There will be medical fault when it is proven that the medical or surgical act was carried out in violation of or without adherence to medical or scientific techniques required for it. In this sense, medical protocols usually make it possible to define what is considered, in this state of science, adequate and prudent medical practice in a specific situation, setting in writing the recommended diagnostic and therapeutic conduct in the event of certain clinical eventualities, which is equivalent to encode the lex artis.
In order for there to be an obligation to compensate, there must be a causal relationship between the medical action and the damage received, that has to be unlawful, that is, a damage that the patient does not have the duty to bear. And the patient will not be obliged to bear the damage when due diligence has not been acted upon or the lex artis ad hoc has not been respected.
Regarding the evidence on the existence of responsibility, the doctor must carry out an active procedural collaborative behavior, since he is the one who has the necessary technical knowledge to explain the events that occurred and, by virtue of the theory of evidentiary ease, the burden of the proof scrolls to who is in the best position relative to the sources of proof. On the other hand, we find those cases in which, after the provision of a health service, a disproportionate damage occurs, and unproven medical fault can be directly deduced because circumstances and common sense indicate that the damage would not have occurred without professional fault. In these cases, the damage is attributed to the organizational or functional aspects of the health service and not to the medical acts themselves.

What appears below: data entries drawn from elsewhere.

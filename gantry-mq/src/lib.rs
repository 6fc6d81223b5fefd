//! # gantry-mq - Dependency-Aware Message Queue Engine
//!
//! Core engine of the Gantry task broker: named queues whose messages can be
//! gated on *dependency keys* with required counts. A message becomes
//! deliverable only once enough acknowledged upstream messages have resolved
//! its keys, which lets staged pipelines block downstream work on the
//! aggregation of multiple upstream results.
//!
//! # Quick Start
//!
//! ```rust,ignore
//! use std::time::Duration;
//! use gantry_mq::message::{Dependency, Message};
//! use gantry_mq::queue::{InMemoryQueue, MessageQueue};
//!
//! # async fn example() -> Result<(), gantry_mq::queue::QueueError> {
//! let queue = InMemoryQueue::new();
//!
//! // Two upstream tiles resolve the same key on ack...
//! queue.push(tile_a.resolving("row-0"), &[])?;
//! queue.push(tile_b.resolving("row-0"), &[])?;
//!
//! // ...and the merge step waits for both of them.
//! queue.push(merge, &[Dependency::new("row-0", 2)])?;
//!
//! let next = queue.pop_free(Duration::from_secs(5)).await?;
//! queue.ack(next.id)?;
//! # Ok(())
//! # }
//! ```
//!
//! # Module Organization
//!
//! - [`message`] - Message model: ids, payloads, dependencies, state
//! - [`queue`] - The per-queue engine and its trait seam
//! - [`dispatch`] - Queue-name routing and block-prefixed id assignment
//! - [`flowctl`] - Water-marked buffering between fetch and process loops
//! - [`snapshot`] - Serializable engine captures for follower catch-up
//!
//! # Concurrency Model
//!
//! Producers and consumers call into an engine from any number of tasks.
//! Consumers park on an async notification with a bounded wait and re-check
//! the ready queue on every wakeup; producers and acknowledgments wake them
//! on the empty-to-non-empty transition. Per-message state advances through
//! a forward-only compare-exchange, so replicated updates may arrive out of
//! order without corrupting a record's lifecycle.

pub mod dispatch;
pub mod flowctl;
pub mod message;
pub mod queue;
pub mod snapshot;

// Re-export commonly used types
pub use dispatch::{DispatchError, Dispatcher, IdAllocator};
pub use flowctl::{FlowControlQueue, FlowError};
pub use message::{Dependency, Message, MessageId, MessageKind, MessageState};
pub use queue::{InMemoryQueue, MessageQueue, QueueError, ServeMode, DEFAULT_POP_TIMEOUT};
pub use snapshot::{DependencySdto, MessageSdto, QueueSdto, SnapshotSdto};
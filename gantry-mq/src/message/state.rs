// Layer 1: Standard library imports
use std::sync::atomic::{AtomicU8, Ordering};

// Layer 2: Third-party crate imports
use serde::{Deserialize, Serialize};

// Layer 3: Internal module imports
// (none)

/// Lifecycle state of a message inside a queue engine.
///
/// States are ordered by progression and a message's state only ever moves
/// forward in that order:
///
/// ```text
/// Queuing < InProgress < Failed < Acked
/// ```
///
/// `Queuing` is the initial state; `Failed` and `Acked` are terminal. The
/// discriminants are the wire representation used by the follower
/// synchronization path, so their ordering is part of the contract.
#[derive(Debug, Clone, Copy, PartialEq, Eq, PartialOrd, Ord, Hash, Serialize, Deserialize)]
#[repr(u8)]
pub enum MessageState {
    /// Waiting for delivery, possibly gated on unresolved dependencies.
    Queuing = 0,
    /// Handed to a worker, awaiting ack or fail.
    InProgress = 1,
    /// Reported failed by a worker. Does not resolve dependencies.
    Failed = 2,
    /// Acknowledged by a worker. May resolve a dependency key.
    Acked = 3,
}

impl MessageState {
    /// Decode a state from its wire discriminant.
    pub fn from_discriminant(value: u8) -> Option<Self> {
        match value {
            0 => Some(Self::Queuing),
            1 => Some(Self::InProgress),
            2 => Some(Self::Failed),
            3 => Some(Self::Acked),
            _ => None,
        }
    }

    /// Whether the state is terminal (no further transitions).
    pub fn is_terminal(&self) -> bool {
        matches!(self, Self::Failed | Self::Acked)
    }
}

/// Atomically updatable message state that only advances.
///
/// The holder wraps the state in an `AtomicU8` so it can be mutated while
/// only a shared lock is held on the owning map. `advance_to` is a
/// compare-exchange loop that retries on contention and gives up as soon as
/// the observed state is no longer strictly behind the requested one. This
/// makes out-of-order arrival of follower sync updates harmless.
#[derive(Debug)]
pub struct AtomicState(AtomicU8);

impl AtomicState {
    /// Create a holder starting at the given state.
    pub fn new(state: MessageState) -> Self {
        Self(AtomicU8::new(state as u8))
    }

    /// The current state.
    pub fn load(&self) -> MessageState {
        // The atomic is only ever written with valid discriminants.
        MessageState::from_discriminant(self.0.load(Ordering::Acquire))
            .unwrap_or(MessageState::Queuing)
    }

    /// Advance to `new` if it is strictly ahead of the current state.
    ///
    /// Returns `true` when this call performed the transition, `false` when
    /// the current state was already at or past `new`.
    pub fn advance_to(&self, new: MessageState) -> bool {
        let mut current = self.0.load(Ordering::Acquire);
        loop {
            if current >= new as u8 {
                return false;
            }
            match self.0.compare_exchange_weak(
                current,
                new as u8,
                Ordering::AcqRel,
                Ordering::Acquire,
            ) {
                Ok(_) => return true,
                Err(observed) => current = observed,
            }
        }
    }

    /// Transition from exactly `from` to `to`.
    ///
    /// Returns `true` only when the state was `from` at the moment of the
    /// exchange. Used by delivery (`Queuing -> InProgress`) and by ack
    /// (`InProgress -> Acked`), both of which must fire at most once.
    pub fn transition(&self, from: MessageState, to: MessageState) -> bool {
        self.0
            .compare_exchange(from as u8, to as u8, Ordering::AcqRel, Ordering::Acquire)
            .is_ok()
    }
}
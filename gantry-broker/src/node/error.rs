//! Node lifecycle error types.

// Layer 1: Standard library imports
// (none)

// Layer 2: Third-party crate imports
use thiserror::Error;

// Layer 3: Internal module imports
use crate::config::ConfigError;
use crate::coordination::CoordinationError;

/// Fatal errors during broker node startup.
///
/// Anything going wrong after startup (watch callbacks, replication
/// transport) is logged and retried instead of surfacing here.
#[derive(Debug, Error)]
pub enum NodeError {
    /// The coordination service refused a startup operation.
    #[error(transparent)]
    Coordination(#[from] CoordinationError),

    /// The node configuration is invalid.
    #[error(transparent)]
    Config(#[from] ConfigError),
}
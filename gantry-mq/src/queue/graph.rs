//! Per-queue dependency graph: resolution counters and waiter lists.

// Layer 1: Standard library imports
use std::collections::BTreeMap;
use std::sync::Arc;

// Layer 2: Third-party crate imports
// (none for this module)

// Layer 3: Internal module imports
use super::record::MessageRecord;
use crate::message::Dependency;

/// State of one dependency key.
#[derive(Debug, Default)]
pub(crate) struct DependencyEntry {
    /// How many times this key has been resolved so far.
    pub(crate) n_resolved: u64,
    /// Messages whose remaining need against this key is still positive,
    /// in registration order.
    pub(crate) waiters: Vec<Arc<MessageRecord>>,
}

/// Mapping from dependency key to its resolution counter and waiters.
///
/// Every operation runs under the owning engine's exclusive lock on the
/// graph. Registration and resolution both mutate waiter `n_deps` counters
/// under that lock, which is what guarantees that exactly one code path
/// observes a message's count dropping to zero and frees it.
#[derive(Debug, Default)]
pub(crate) struct DependencyGraph {
    entries: BTreeMap<String, DependencyEntry>,
}

impl DependencyGraph {
    /// Register `record` against `deps`.
    ///
    /// For each `(key, n)` the record's remaining count grows by
    /// `max(0, n - n_resolved)`; keys whose resolution count already covers
    /// the requirement contribute nothing. Absent keys are created with a
    /// zero counter.
    pub(crate) fn register(&mut self, record: &Arc<MessageRecord>, deps: &[Dependency]) {
        for dep in deps {
            let entry = self.entries.entry(dep.key.clone()).or_default();
            let needed = u64::from(dep.n).saturating_sub(entry.n_resolved);
            if needed > 0 {
                record.add_deps(needed as u32);
                entry.waiters.push(Arc::clone(record));
            }
        }
    }

    /// Resolve `key` once and return the waiters that became ready.
    ///
    /// The key is created with a counter of one when absent, so an ack that
    /// arrives before any dependent registered is still counted. Every waiter
    /// consumes one contribution; those that drop to zero are removed and
    /// returned in registration order. Entries already at zero were freed
    /// through another key and are swept out without another decrement.
    pub(crate) fn resolve(&mut self, key: &str) -> Vec<Arc<MessageRecord>> {
        let entry = self.entries.entry(key.to_string()).or_default();
        entry.n_resolved += 1;

        let mut ready = Vec::new();
        entry.waiters.retain(|waiter| {
            if waiter.n_deps() == 0 {
                return false; // stale: freed through another key
            }
            if waiter.consume_dep() == 0 {
                ready.push(Arc::clone(waiter));
                return false;
            }
            true
        });
        ready
    }

    /// Current resolution count for `key` (zero when absent).
    #[cfg(test)]
    pub(crate) fn n_resolved(&self, key: &str) -> u64 {
        self.entries.get(key).map_or(0, |e| e.n_resolved)
    }

    /// Iterate over all entries (snapshot export).
    pub(crate) fn entries(&self) -> impl Iterator<Item = (&String, &DependencyEntry)> {
        self.entries.iter()
    }

    /// Install an entry rebuilt from a snapshot.
    pub(crate) fn restore_entry(
        &mut self,
        key: String,
        n_resolved: u64,
        waiters: Vec<Arc<MessageRecord>>,
    ) {
        self.entries.insert(
            key,
            DependencyEntry {
                n_resolved,
                waiters,
            },
        );
    }
}
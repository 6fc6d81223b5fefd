//! Queue engine error types.

// Layer 1: Standard library imports
// (none)

// Layer 2: Third-party crate imports
use thiserror::Error;

// Layer 3: Internal module imports
use crate::message::MessageId;

/// Errors produced by a message queue engine.
///
/// `Timeout` is the one expected error: workers long-poll and retry on it.
/// `UnknownMessage` signals a client mistake on the primary request path.
/// The remaining variants are invariant violations and must be treated as
/// fatal for the affected queue.
#[derive(Debug, Error)]
pub enum QueueError {
    /// No message became deliverable within the wait budget.
    #[error("no free message within the wait budget")]
    Timeout,

    /// The id is not known to this queue.
    ///
    /// Raised on the primary request path; the follower synchronization path
    /// creates placeholder records instead.
    #[error("unknown message id {0}")]
    UnknownMessage(MessageId),

    /// A record scheduled for delivery has no message body.
    ///
    /// Bodies are absent only on follower placeholder records, which must
    /// never reach the ready queue.
    #[error("message {0} has no body")]
    MissingBody(MessageId),

    /// A snapshot references an id it does not define.
    #[error("snapshot is corrupt: {0}")]
    CorruptSnapshot(String),
}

There may be medical liability in those cases in which there has been an error in the diagnosis, when the scans and the prescribed treatment have not been adequate in relation to the pathologies that the patient presented or there has been a lack of information on a typical risk that has materialized after an adequate surgical intervention, producing a violation of the lex artis on informed consent.
The responsibility of the Health Administration and / or the healthcare center will also occur when damage has occurred as a result of waiting lists or delay in healthcare, due to poor hospital surveillance or due to defects in healthcare organization.

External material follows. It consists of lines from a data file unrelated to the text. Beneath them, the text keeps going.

//! Broker node assembly: membership, election, and replication control.

// Layer 1: Standard library imports
use std::sync::Arc;
use std::time::Duration;

// Layer 2: Third-party crate imports
use parking_lot::Mutex;
use tokio::task::JoinHandle;
use tracing::{debug, info, warn};

// Layer 3: Internal module imports
use super::error::NodeError;
use super::status::{NodeState, NodeStatus};
use crate::config::BrokerConfig;
use crate::coordination::{
    parse_sequence, Coordination, CoordinationError, CONTAINER_PATHS, ID_BLOCK_PREFIX,
    LEADER_PATH, NODES_PATH, NODE_PREFIX,
};
use crate::replication::{ReplicationPipeline, SyncConnector, SyncService};
use crate::service::BrokerHandler;
use gantry_mq::dispatch::Dispatcher;
use gantry_mq::queue::{MessageQueue, ServeMode};

/// One broker process: dispatcher, replication control, and the membership
/// state machine.
///
/// A node starts as a replica, joins the membership as an ephemeral
/// sequential child, and watches the member list. Whenever the list changes,
/// the lowest live sequence number is the leader; the node that finds itself
/// there completes the election by promoting every engine, flipping its
/// role, and advertising its address at the leader path. The leader also
/// keeps the replication pipeline's follower set in step with membership,
/// sending each new follower a full snapshot before any live update.
pub struct BrokerNode<Q, C, S>
where
    Q: MessageQueue,
    C: Coordination,
    S: SyncConnector + Clone,
{
    config: BrokerConfig,
    coordination: Arc<C>,
    connector: S,
    dispatcher: Arc<Dispatcher<Q>>,
    pipeline: Arc<ReplicationPipeline<S::Client>>,
    sync: Arc<SyncService<Q>>,
    status: Arc<NodeStatus>,
    tasks: Mutex<Vec<JoinHandle<()>>>,
}

impl<Q, C, S> BrokerNode<Q, C, S>
where
    Q: MessageQueue,
    C: Coordination,
    S: SyncConnector + Clone,
{
    /// Assemble a node. Nothing touches the coordination service until
    /// [`BrokerNode::start`].
    pub fn new(config: BrokerConfig, coordination: C, connector: S) -> Self {
        let dispatcher = Arc::new(Dispatcher::new(ServeMode::Replica, 0));
        Self {
            sync: Arc::new(SyncService::new(Arc::clone(&dispatcher))),
            pipeline: Arc::new(ReplicationPipeline::new()),
            status: Arc::new(NodeStatus::new()),
            coordination: Arc::new(coordination),
            connector,
            dispatcher,
            tasks: Mutex::new(Vec::new()),
            config,
        }
    }

    /// The local dispatcher.
    pub fn dispatcher(&self) -> Arc<Dispatcher<Q>> {
        Arc::clone(&self.dispatcher)
    }

    /// Shared node identity and role.
    pub fn status(&self) -> Arc<NodeStatus> {
        Arc::clone(&self.status)
    }

    /// The follower-facing sync surface, for the transport to expose.
    pub fn sync_service(&self) -> Arc<SyncService<Q>> {
        Arc::clone(&self.sync)
    }

    /// A client-facing handler over this node.
    pub fn handler(&self) -> BrokerHandler<Q, S::Client> {
        BrokerHandler::new(
            Arc::clone(&self.dispatcher),
            Arc::clone(&self.pipeline),
            Arc::clone(&self.status),
            self.config.pop_timeout,
        )
    }

    fn controller(&self) -> Controller<Q, C, S> {
        Controller {
            address: self.config.address.clone(),
            coordination: Arc::clone(&self.coordination),
            connector: self.connector.clone(),
            dispatcher: Arc::clone(&self.dispatcher),
            pipeline: Arc::clone(&self.pipeline),
            status: Arc::clone(&self.status),
        }
    }

    /// Join the cluster: create containers, allocate the id block, register
    /// membership, and install the member watch.
    ///
    /// # Errors
    ///
    /// Any coordination failure here is fatal; the process should exit.
    pub async fn start(&self) -> Result<(), NodeError> {
        for path in CONTAINER_PATHS {
            self.coordination.ensure_container(path).await?;
        }

        let address = self.config.address.as_bytes();
        let block = self
            .coordination
            .create_ephemeral_sequential(ID_BLOCK_PREFIX, address)
            .await?;
        self.dispatcher.install_id_block(block);

        let node_id = self
            .coordination
            .create_ephemeral_sequential(NODE_PREFIX, address)
            .await?;
        self.status.set_node_id(node_id);
        self.status.set_state(NodeState::Follower);
        info!(node_id, block, address = %self.config.address, "joined broker membership");

        let (initial, mut updates) = self.coordination.watch_children(NODES_PATH).await?;
        let controller = self.controller();
        controller.handle_membership(initial).await;

        let watch_controller = controller.clone();
        let watch = tokio::spawn(async move {
            while let Some(children) = updates.recv().await {
                watch_controller.handle_membership(children).await;
            }
        });

        let monitor = tokio::spawn(monitor_id_block(
            controller,
            self.config.id_block_low_water,
        ));

        self.tasks.lock().extend([watch, monitor]);
        Ok(())
    }

    /// Stop background work and end the coordination session, releasing
    /// every ephemeral node this broker created.
    pub async fn shutdown(&self) {
        let tasks: Vec<_> = self.tasks.lock().drain(..).collect();
        for task in tasks {
            task.abort();
        }
        if let Err(error) = self.coordination.close().await {
            warn!(%error, "coordination session close failed");
        }
        info!("broker node stopped");
    }
}

/// Membership-driven control logic shared by the watch task.
struct Controller<Q, C, S>
where
    Q: MessageQueue,
    C: Coordination,
    S: SyncConnector + Clone,
{
    address: String,
    coordination: Arc<C>,
    connector: S,
    dispatcher: Arc<Dispatcher<Q>>,
    pipeline: Arc<ReplicationPipeline<S::Client>>,
    status: Arc<NodeStatus>,
}

impl<Q, C, S> Clone for Controller<Q, C, S>
where
    Q: MessageQueue,
    C: Coordination,
    S: SyncConnector + Clone,
{
    fn clone(&self) -> Self {
        Self {
            address: self.address.clone(),
            coordination: Arc::clone(&self.coordination),
            connector: self.connector.clone(),
            dispatcher: Arc::clone(&self.dispatcher),
            pipeline: Arc::clone(&self.pipeline),
            status: Arc::clone(&self.status),
        }
    }
}

impl<Q, C, S> Controller<Q, C, S>
where
    Q: MessageQueue,
    C: Coordination,
    S: SyncConnector + Clone,
{
    /// React to a changed member list.
    async fn handle_membership(&self, children: Vec<String>) {
        let mut members: Vec<(u32, String)> = children
            .into_iter()
            .filter_map(|child| parse_sequence(&child).map(|seq| (seq, child)))
            .collect();
        members.sort_by_key(|(seq, _)| *seq);

        let Some(my_id) = self.status.node_id() else {
            return;
        };
        let Some(leader_id) = members.first().map(|(id, _)| *id) else {
            // Transient empty view while our own registration propagates.
            return;
        };

        if leader_id != my_id {
            debug!(leader = leader_id, members = members.len(), "membership changed");
            return;
        }
        if !self.status.is_leader() {
            self.become_leader().await;
        }
        self.reconcile_followers(my_id, &members).await;
    }

    /// Election completion: promote engines, flip the role, advertise.
    async fn become_leader(&self) {
        self.dispatcher.start_serving_all();
        self.status.set_state(NodeState::Leader);
        info!(address = %self.address, "elected primary");

        if let Err(error) = self
            .coordination
            .create_ephemeral(LEADER_PATH, self.address.as_bytes())
            .await
        {
            match error {
                CoordinationError::NodeExists(_) => {
                    warn!("stale leader advertisement still present");
                }
                error => warn!(%error, "could not advertise the leader endpoint"),
            }
        }
    }

    /// Bring the pipeline's follower set in step with membership.
    async fn reconcile_followers(&self, my_id: u32, members: &[(u32, String)]) {
        let live: Vec<u32> = members
            .iter()
            .map(|(id, _)| *id)
            .filter(|id| *id != my_id)
            .collect();
        self.pipeline.retain(&live);

        for (node_id, child) in members {
            if *node_id == my_id || self.pipeline.has_follower(*node_id) {
                continue;
            }
            let path = format!("{NODES_PATH}/{child}");
            let address = match self.coordination.get_data(&path).await {
                Ok(Some(data)) => String::from_utf8_lossy(&data).into_owned(),
                // Departed between the watch event and the read.
                Ok(None) => continue,
                Err(error) => {
                    warn!(follower = node_id, %error, "could not read member address");
                    continue;
                }
            };
            match self.connector.connect(&address).await {
                Ok(client) => {
                    // Snapshot-first: the follower replays from a full
                    // capture before any live update reaches it.
                    let dispatcher = Arc::clone(&self.dispatcher);
                    self.pipeline
                        .add_follower(*node_id, address, client, move || dispatcher.snapshot());
                }
                Err(error) => {
                    warn!(follower = node_id, %address, %error, "could not connect to follower");
                }
            }
        }
    }
}

/// Roll to a fresh id block before the current one runs dry.
async fn monitor_id_block<Q, C, S>(controller: Controller<Q, C, S>, low_water: u64)
where
    Q: MessageQueue,
    C: Coordination,
    S: SyncConnector + Clone,
{
    let mut interval = tokio::time::interval(Duration::from_secs(1));
    interval.set_missed_tick_behavior(tokio::time::MissedTickBehavior::Delay);
    loop {
        interval.tick().await;
        if controller.dispatcher.ids_remaining() >= low_water {
            continue;
        }
        match controller
            .coordination
            .create_ephemeral_sequential(ID_BLOCK_PREFIX, controller.address.as_bytes())
            .await
        {
            Ok(block) => {
                controller.dispatcher.install_id_block(block);
                info!(block, "rolled to a fresh id block");
            }
            Err(error) => warn!(%error, "could not allocate a fresh id block"),
        }
    }
}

At Tarradellas Advocats we have a long professional career in claims for damages arising from professional actions, whether in the health field or in other areas, such as law, arising from the professional actions of lawyers.

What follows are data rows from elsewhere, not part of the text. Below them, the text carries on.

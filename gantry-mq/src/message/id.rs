// Layer 1: Standard library imports
use std::fmt::{self, Display};

// Layer 2: Third-party crate imports
use serde::{Deserialize, Serialize};

// Layer 3: Internal module imports
// (none)

/// Number of bits reserved for the per-block sequence counter.
const SEQUENCE_BITS: u32 = 32;

/// Mask selecting the sequence half of an id.
const SEQUENCE_MASK: u64 = (1 << SEQUENCE_BITS) - 1;

/// Globally unique message identifier.
///
/// Ids are 64-bit values composed of two halves: the upper 32 bits hold the
/// *block index* a broker incarnation obtained from the coordination service,
/// the lower 32 bits hold a per-block counter starting at 1. The zero value
/// is reserved as "unset" and marks a message whose id has not been assigned
/// by a broker yet.
///
/// # Example
/// ```rust
/// use gantry_mq::message::MessageId;
///
/// let id = MessageId::from_parts(7, 42);
/// assert_eq!(id.block(), 7);
/// assert_eq!(id.sequence(), 42);
/// assert!(!id.is_unset());
/// assert!(MessageId::UNSET.is_unset());
/// ```
#[derive(
    Debug, Clone, Copy, PartialEq, Eq, PartialOrd, Ord, Hash, Default, Serialize, Deserialize,
)]
#[serde(transparent)]
pub struct MessageId(u64);

impl MessageId {
    /// The reserved "no id assigned" value.
    pub const UNSET: MessageId = MessageId(0);

    /// Build an id from a raw 64-bit value.
    pub const fn from_raw(raw: u64) -> Self {
        Self(raw)
    }

    /// Build an id from a block index and a per-block sequence number.
    pub const fn from_parts(block: u32, sequence: u32) -> Self {
        Self(((block as u64) << SEQUENCE_BITS) | sequence as u64)
    }

    /// The raw 64-bit value.
    pub const fn as_raw(&self) -> u64 {
        self.0
    }

    /// The block index assigned by the coordination service.
    pub const fn block(&self) -> u32 {
        (self.0 >> SEQUENCE_BITS) as u32
    }

    /// The per-block sequence number.
    pub const fn sequence(&self) -> u32 {
        (self.0 & SEQUENCE_MASK) as u32
    }

    /// Whether this id is the reserved "unset" value.
    pub const fn is_unset(&self) -> bool {
        self.0 == 0
    }
}

impl Display for MessageId {
    fn fmt(&self, f: &mut fmt::Formatter<'_>) -> fmt::Result {
        write!(f, "{}", self.0)
    }
}

impl From<u64> for MessageId {
    fn from(raw: u64) -> Self {
        Self(raw)
    }
}
//! Snapshot data transfer objects for follower catch-up.
//!
//! A snapshot captures a queue's entire state (`all_msgs`, `all_deps`) in a
//! serializable shape. The primary ships one to every newly joining follower
//! before any live update.

pub mod types;

pub use types::{DependencySdto, MessageSdto, QueueSdto, SnapshotSdto};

In health care insurance, in which the insured must go for care to the medical staff of the insurer itself, unlike those of free choice, the responsibility may be attributed directly to the insurer.
Civil liability for medicines and health products, whether due to a manufacturing, design and information defect, is another of the cases from which damages are derived and as a consequence, litigation. Included in this section are cases of transfusions contaminated with HIV, defective breast prostheses, defective IUDs or pacemakers ... cases in which, according to the regulations that protect consumers and users, we find a liability that may arise depending on the case, as a several liability by the manufacturer of the product, of the health center and, where appropriate, of the patient's health care insurance entity.